It's Not What You Really Want

Could I answer one email, show up and photograph you beautifully, and hand you digitals? Yes. So why do I have an entire process that takes weeks leading up to our session together? Why does it feel like I’m complicating something that could be so quick and easy?

Because quick and easy isn’t what you really want.

I don’t want to focus on why I don’t do “quick” sessions and just hand over a bunch of digitals.

I want to focus on why creating tangible, legacy art for my clients is completely engrained in me.

So much of our world is quick gratification. We wake up and immediately reach for our phones. We scroll mindlessly through social media and have become accustomed to that famous double-tap.
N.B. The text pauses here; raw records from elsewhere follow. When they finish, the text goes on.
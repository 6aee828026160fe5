use thiserror::Error;

/// Errors from the authorization boundary.
///
/// "Policy says no" is never an error; every denial is an ordinary `false`
/// or an empty set from the evaluator.
#[derive(Debug, Error)]
pub enum AuthzError {
    /// An identifier was not well-formed UUID text or a 16-byte packed form.
    /// Raised at the boundary, before any evaluation.
    #[error("invalid identifier: {0}")]
    InvalidIdentifier(String),

    /// The backing store could not be reached or failed mid-query. Callers
    /// must fail closed: surface the failure, never treat it as an allow.
    #[error("authorization storage unavailable: {0}")]
    StorageUnavailable(#[from] sqlx::Error),
}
“When is the last time you posted a meaningful photograph to your social media and immediately thought about the next photo you would post?” No, really? Sit with this. Sit with how you felt after you posted in and the “likes” started rolling in. How did it feel the next day? Did you feel a little empty when people had stopped giving you that instant gratification?

“Would that photograph still be meaningful to you if no one else saw it?” Would it? If no one else was going to see, would you still take it? If you wouldn’t, what would happen to that memory 20 years from now? Would you remember?

“Do you have photographs of your parents, or you from childhood, that no one has ever seen, but they would be the first thing you grabbed in a fire?” Why are those the first thing you would grab? Why do those photographs hold so much meaning to you?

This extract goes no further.